Despite the decline, Sim noted that macro industrial indicators “demonstrated positive blips – manufacturing output rose by 13.7% year-on-year and non-oil domestic exports edged up by 5.9% year-on-year in August 2020, while purchasing managers’ index expanded for the third consecutive month at 50.3 in September 2020”.

Meanwhile, the overall industrial occupancy increased by 0.2 percentage points during the quarter under review. 

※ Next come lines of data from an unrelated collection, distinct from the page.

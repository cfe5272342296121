//! # Hit Processing
//!
//! - `aggregator` - per-block calorimeter summaries with energy threshold
//! - `dedup` - removal of re-triggered drift cells

pub mod aggregator;
pub mod dedup;

pub use aggregator::{aggregate, passes_threshold, CaloHitSummary, CaloSummaryMap};
pub use dedup::{deduplicate, repeat_trigger_mask};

Specifically, single-user factory occupancy fell 0.1 percentage points to 91%, while multiple-user factory occupancy rose 0.3 percentage points to 87.8%. Warehouse occupancy, on the other hand, “sustained its expansion from the previous quarter by 0.8 percentage points to 89.1% in Q3 2020”, said Sim. 

Leonard Tay, Head of Research for Knight Frank Singapore, said the drop in prices is “considered modest, and could have been worse given the scope of the economic fallout from COVID-19”.

He attributed the drop in rent and the stability of occupancy levels to “landlords being willing to lower rental expectations, in order to keep their units occupied knowing the difficulties their tenants faced”. 

He added that the fiscal support measures rolled out by the government to sustain enterprises and preserve jobs have also “contributed to the resilience of industrial prices and rents, as well as provided support for occupancy levels in business parks, factories and warehouses in Q3 2020”.

“Thus far, the moderation in industrial rents and prices have been rather benign and are not expected to decrease by more than 5% for the whole of 2020, despite the current recessionary environment,” said Tay.

JTC revealed that about 4.4 million sq m of industrial space is expected to be completed between 2021 and 2024.

Of these, completion of 0.7 million sq m of space was delayed from 2020 to 2021 and 2022 due to COVID-19’s impact on the construction sector.

“Including the expected supply of 0.6 million sq m in the last quarter of 2020, this amounts to an average annual supply of about 1.2 million sqm from now until end 2024,” it said.